The Visit Twin Cities crew takes a walk down the yellow brick road through Macy’s 8th Floor Display history

Image by Kyle Smelter

By Kyle Smelter

Look closer, even closer, EVEN closer. What are you looking at? We’re not quite sure. But our crack team of detectives believe the long, delicately curved nose with the single wart protruding from it like a volcano, the wispy strands of hair hot-glued to the scalp, leftover from a wig of long and luscious, raven-colored locks, the broken fingers that now leave the hands looking like an ancient reptilian predator, and the single ruby red slipper adorning the left foot and shimmering in the fluorescent light of a tenth floor office are what’s left of the Wicked Witch of the West and Dorothy from Macy’s 1994 The Wizard of Oz 8th Floor Display.

For nearly six decades, Macy’s in downtown Minneapolis created enchanting and whimsical displays during the holiday season on their eighth floor, each one expertly crafted to reenact our favorite scenes and moments from beloved fairytales and children’s stories. Who could forget Santa’s Enchanted Forest in 1963—the one that started it all—How the Grinch Stole Christmas (Dr. Suess) in 1977, Harry Potter in 2000, or 1964’s Nameless, animated animals preparing for Christmas?

But before the last bits of signage from clothing companies were chipped off the walls, the remaining and heavily discounted—almost free—racks of 5XL and 6XL threads by Polo Ralph Lauren were picked clean and Macy’s squeaked out its final breaths, the Visit Twin Cities crew ventured over through the skyways to see what treasure we could drum up on a Friday afternoon, and we weren’t disappointed.

When the elevator doors opened up to Macy’s fourth floor, it felt like we were immediately transported from the hustle and bustle of a busy downtown metropolis into a magical—and sometimes nightmarish—fantasy world that answers the question: I wonder if they kept all the sets and displays from previous years? Yes, yes they did. But like a lot of things, the years sitting in what was probably a dark and musty basement or spare room haven’t been kind to them.

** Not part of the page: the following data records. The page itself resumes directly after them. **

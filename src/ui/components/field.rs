use tui::{
    style::{Modifier, Style},
    text::{Span, Spans},
};

use crate::theme::Palette;

/// One labeled "Name: value" form line: highlighted while focused, with a
/// cursor bar appended while editing.
pub fn field_line(
    name: &str,
    value: &str,
    focused: bool,
    editing: bool,
    palette: &Palette,
) -> Spans<'static> {
    let label_style = if focused {
        Style::default().fg(palette.highlight)
    } else {
        Style::default().fg(palette.dim)
    };

    let value_span = if focused && editing {
        Span::styled(
            format!("{}|", value),
            Style::default()
                .fg(palette.text)
                .add_modifier(Modifier::BOLD),
        )
    } else {
        Span::styled(value.to_string(), Style::default().fg(palette.text))
    };

    Spans::from(vec![
        Span::styled(format!("{}: ", name), label_style),
        value_span,
    ])
}
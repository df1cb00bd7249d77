//! Response and error formatting.
//!
//! Every invocation produces exactly one [`ResponseEnvelope`], on both the
//! success and the failure path. Headers merge lowest-precedence first:
//! handler-wide defaults, then method headers, then headers carried on the
//! reply itself.

use crate::reply::{Reply, ReplyBody};
use base64::prelude::{Engine as _, BASE64_STANDARD};
use indexmap::IndexMap;
use portico_core::{HeaderValue, PorticoError, ResponseEnvelope};
use serde_json::json;

/// Cross-origin response headers, merged into the handler-wide defaults.
///
/// # Example
///
/// ```
/// use portico::CorsOptions;
///
/// let cors = CorsOptions::new()
///     .allow_origin("https://app.example.com")
///     .allow_credentials(true)
///     .max_age_secs(600);
/// ```
#[derive(Debug, Clone, Default)]
pub struct CorsOptions {
    allow_origin: Option<String>,
    allow_methods: Option<String>,
    allow_headers: Option<String>,
    expose_headers: Option<String>,
    allow_credentials: bool,
    max_age: Option<u64>,
}

impl CorsOptions {
    /// Creates an empty set of CORS options.
    #[must_use]
    pub fn new() -> Self {
        Self::default()
    }

    /// Sets `Access-Control-Allow-Origin`.
    #[must_use]
    pub fn allow_origin(mut self, origin: impl Into<String>) -> Self {
        self.allow_origin = Some(origin.into());
        self
    }

    /// Sets `Access-Control-Allow-Methods`.
    #[must_use]
    pub fn allow_methods(mut self, methods: impl Into<String>) -> Self {
        self.allow_methods = Some(methods.into());
        self
    }

    /// Sets `Access-Control-Allow-Headers`.
    #[must_use]
    pub fn allow_headers(mut self, headers: impl Into<String>) -> Self {
        self.allow_headers = Some(headers.into());
        self
    }

    /// Sets `Access-Control-Expose-Headers`.
    #[must_use]
    pub fn expose_headers(mut self, headers: impl Into<String>) -> Self {
        self.expose_headers = Some(headers.into());
        self
    }

    /// Sets `Access-Control-Allow-Credentials: true` when enabled.
    #[must_use]
    pub fn allow_credentials(mut self, allow: bool) -> Self {
        self.allow_credentials = allow;
        self
    }

    /// Sets `Access-Control-Max-Age` in seconds.
    #[must_use]
    pub fn max_age_secs(mut self, seconds: u64) -> Self {
        self.max_age = Some(seconds);
        self
    }

    pub(crate) fn into_headers(self) -> IndexMap<String, HeaderValue> {
        let mut headers = IndexMap::new();
        if let Some(origin) = self.allow_origin {
            headers.insert("Access-Control-Allow-Origin".to_string(), origin.into());
        }
        if let Some(methods) = self.allow_methods {
            headers.insert("Access-Control-Allow-Methods".to_string(), methods.into());
        }
        if let Some(allowed) = self.allow_headers {
            headers.insert("Access-Control-Allow-Headers".to_string(), allowed.into());
        }
        if let Some(exposed) = self.expose_headers {
            headers.insert("Access-Control-Expose-Headers".to_string(), exposed.into());
        }
        if self.allow_credentials {
            headers.insert(
                "Access-Control-Allow-Credentials".to_string(),
                "true".into(),
            );
        }
        if let Some(seconds) = self.max_age {
            headers.insert(
                "Access-Control-Max-Age".to_string(),
                seconds.to_string().into(),
            );
        }
        headers
    }
}

/// The default status for a successful reply that did not set one.
pub(crate) fn default_status(method: &str) -> u16 {
    match method {
        "DELETE" => 204,
        "POST" => 201,
        _ => 200,
    }
}

/// Merges header layers lowest-precedence first; later layers win on
/// conflicting names.
pub(crate) fn merge_headers<'a>(
    layers: impl IntoIterator<Item = &'a IndexMap<String, HeaderValue>>,
) -> IndexMap<String, HeaderValue> {
    let mut merged = IndexMap::new();
    for layer in layers {
        for (name, value) in layer {
            merged.insert(name.clone(), value.clone());
        }
    }
    merged
}

/// Assembles the success envelope from a reply.
pub(crate) fn assemble_success(
    reply: Reply,
    method: &str,
    default_headers: &IndexMap<String, HeaderValue>,
    method_headers: Option<&IndexMap<String, HeaderValue>>,
) -> ResponseEnvelope {
    let empty = IndexMap::new();
    let mut headers = merge_headers([
        default_headers,
        method_headers.unwrap_or(&empty),
        &reply.headers,
    ]);

    let status_code = reply.status.unwrap_or_else(|| default_status(method));
    let (body, is_base64_encoded) = match reply.body {
        ReplyBody::Empty => (String::new(), false),
        ReplyBody::Text(text) => (text, false),
        ReplyBody::Json(value) => match serde_json::to_string(&value) {
            Ok(serialized) => (serialized, false),
            Err(error) => {
                tracing::error!(error = %error, "reply body failed to serialize");
                (String::new(), false)
            }
        },
        ReplyBody::Binary(bytes) => (BASE64_STANDARD.encode(bytes), true),
    };

    append_cookies(&mut headers, &reply.cookies);

    ResponseEnvelope {
        status_code,
        headers,
        body,
        is_base64_encoded,
    }
}

/// Assembles the error envelope. The body is the error's explicit body if
/// one was attached, otherwise `{"type", "message"}`.
pub(crate) fn assemble_error(
    error: &PorticoError,
    default_headers: &IndexMap<String, HeaderValue>,
    method_headers: Option<&IndexMap<String, HeaderValue>>,
) -> ResponseEnvelope {
    let empty = IndexMap::new();
    let headers = merge_headers([default_headers, method_headers.unwrap_or(&empty)]);

    let body_value = error.body().cloned().unwrap_or_else(|| {
        json!({
            "type": error.wire_type(),
            "message": error.to_string(),
        })
    });
    let body = match serde_json::to_string(&body_value) {
        Ok(serialized) => serialized,
        Err(serialize_error) => {
            tracing::error!(error = %serialize_error, "error body failed to serialize");
            String::new()
        }
    };

    ResponseEnvelope {
        status_code: error.status().as_u16(),
        headers,
        body,
        is_base64_encoded: false,
    }
}

fn append_cookies(
    headers: &mut IndexMap<String, HeaderValue>,
    cookies: &[portico_extract::SetCookie],
) {
    for cookie in cookies {
        let serialized = cookie.to_header_value();
        match headers.get_mut("Set-Cookie") {
            Some(existing) => existing.push(serialized),
            None => {
                headers.insert("Set-Cookie".to_string(), serialized.into());
            }
        }
    }
}

#[cfg(test)]
mod tests {
    use super::*;
    use portico_extract::SetCookie;
    use serde_json::{json, Value};

    fn headers_of(pairs: &[(&str, &str)]) -> IndexMap<String, HeaderValue> {
        pairs
            .iter()
            .map(|(name, value)| ((*name).to_string(), HeaderValue::from(*value)))
            .collect()
    }

    #[test]
    fn method_defaults_for_unset_status() {
        assert_eq!(default_status("DELETE"), 204);
        assert_eq!(default_status("POST"), 201);
        assert_eq!(default_status("GET"), 200);
        assert_eq!(default_status("PUT"), 200);
    }

    #[test]
    fn explicit_status_wins_over_method_default() {
        let envelope = assemble_success(
            Reply::empty().status(202),
            "POST",
            &IndexMap::new(),
            None,
        );
        assert_eq!(envelope.status_code, 202);
    }

    #[test]
    fn header_layers_merge_with_later_layers_winning() {
        let defaults = headers_of(&[("X-Layer", "default"), ("X-Default-Only", "yes")]);
        let method = headers_of(&[("X-Layer", "method"), ("X-Method-Only", "yes")]);
        let envelope = assemble_success(
            Reply::text("ok").header("X-Layer", "reply"),
            "GET",
            &defaults,
            Some(&method),
        );

        assert_eq!(envelope.headers["X-Layer"], HeaderValue::from("reply"));
        assert_eq!(envelope.headers["X-Default-Only"], HeaderValue::from("yes"));
        assert_eq!(envelope.headers["X-Method-Only"], HeaderValue::from("yes"));
    }

    #[test]
    fn json_body_is_serialized() {
        let envelope = assemble_success(
            Reply::json(json!({"ok": true})),
            "GET",
            &IndexMap::new(),
            None,
        );
        assert_eq!(envelope.body, r#"{"ok":true}"#);
        assert!(!envelope.is_base64_encoded);
    }

    #[test]
    fn binary_body_is_base64_encoded() {
        let envelope = assemble_success(
            Reply::binary(vec![0xDE, 0xAD, 0xBE, 0xEF]),
            "GET",
            &IndexMap::new(),
            None,
        );
        assert!(envelope.is_base64_encoded);
        assert_eq!(envelope.body, BASE64_STANDARD.encode([0xDE, 0xAD, 0xBE, 0xEF]));
    }

    #[test]
    fn cookies_accumulate_into_set_cookie_entries() {
        let reply = Reply::empty()
            .cookie(SetCookie::new("a", "1"))
            .cookie(SetCookie::new("b", "2"));
        let envelope = assemble_success(reply, "GET", &IndexMap::new(), None);

        let HeaderValue::Many(values) = &envelope.headers["Set-Cookie"] else {
            panic!("expected multiple Set-Cookie entries");
        };
        assert!(values[0].starts_with("a=1"));
        assert!(values[1].starts_with("b=2"));
    }

    #[test]
    fn error_envelope_carries_type_and_message() {
        let error = PorticoError::validation("body: \"age\" is required");
        let envelope = assemble_error(&error, &IndexMap::new(), None);

        assert_eq!(envelope.status_code, 400);
        let body: Value = serde_json::from_str(&envelope.body).unwrap();
        assert_eq!(body["type"], "ValidationError");
        assert_eq!(
            body["message"],
            "validation error: body: \"age\" is required"
        );
    }

    #[test]
    fn explicit_error_body_bypasses_default_shape() {
        let error = PorticoError::business("boom").with_body(json!({"detail": "boom"}));
        let envelope = assemble_error(&error, &IndexMap::new(), None);

        let body: Value = serde_json::from_str(&envelope.body).unwrap();
        assert_eq!(body, json!({"detail": "boom"}));
        assert_eq!(envelope.status_code, 500);
    }

    #[test]
    fn error_envelope_keeps_configured_headers() {
        let defaults = headers_of(&[("Access-Control-Allow-Origin", "*")]);
        let error = PorticoError::routing("OPTIONS");
        let envelope = assemble_error(&error, &defaults, None);
        assert_eq!(
            envelope.headers["Access-Control-Allow-Origin"],
            HeaderValue::from("*")
        );
    }

    #[test]
    fn cors_options_expand_into_headers() {
        let headers = CorsOptions::new()
            .allow_origin("https://app.example.com")
            .allow_methods("GET,POST")
            .allow_credentials(true)
            .max_age_secs(600)
            .into_headers();

        assert_eq!(
            headers["Access-Control-Allow-Origin"],
            HeaderValue::from("https://app.example.com")
        );
        assert_eq!(
            headers["Access-Control-Allow-Methods"],
            HeaderValue::from("GET,POST")
        );
        assert_eq!(
            headers["Access-Control-Allow-Credentials"],
            HeaderValue::from("true")
        );
        assert_eq!(headers["Access-Control-Max-Age"], HeaderValue::from("600"));
    }
}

For starters, we have everyone’s favorite headmaster. Is that missing finger the result of the curse of Marvolo Gaunt’s Ring, one of the Dark Lord’s seven horcruxes? Or was it gnawed off by a baby while their mother put in the work to get the angle and lighting just right for a selfie? Sleep well, my prince.

Animatronics in bunk beds from one of Macy's holiday displays.

Image by Stuart Wainstock

We also stumbled upon an orphanage, or maybe it’s the lost boys from the 1990 Peter Pan display? Or is it a bedroom at the Duggar household? We don’t really know. Either way, Waldo needs to be careful otherwise he’s going to fall off and bonk his noggin. If anyone knows which display these tired children are from, feel free to help us out!

A close up of an animatronic used in one of Macy's holidays displays.

Image by Stuart Wainstock

Look at this happy guy! He seems perfectly content to have a bunch of sand or mud coming out of his mouth and chunks of his forehead missing. And let’s not forget Santa who’s just hanging out in the background. I guess we know what he does when he’s not breaking into homes across the world, eating baked delights and leaving presents.

A woman animatronic from one of Macy's 8th floor displays.

Image by Stuart Wainstock

Woah! Stay back. This little lady looks like she just polished off one of her hands, and is staring down her remaining one with an insatiable hunger the likes of which can only be seen every Fourth of July on Coney Island at the famous Nathan’s Hot Dog Eating Contest.

Lastly, since you took the time to make it the end of this post, we’d like to offer you the chance to win our historic and treasured—and possibly Wizard of Oz—piece. You read that right, you can bring home this one-of-a-kind gem from Macy’s 8th Floor Display history. Put it on the mantle over your fireplace for a unique talking point, use to scare it the bejeezus out of those closest to you, or maybe use it as a center piece for your next Thanksgiving feast. We don’t really care. But whatever you decide, please put some clothes on them and give them a loving home. The contest runs from now until Sunday, April 2 with a winner being chosen Monday, April 3. If chosen, you’ll need to stop by our office downtown to claim your prize.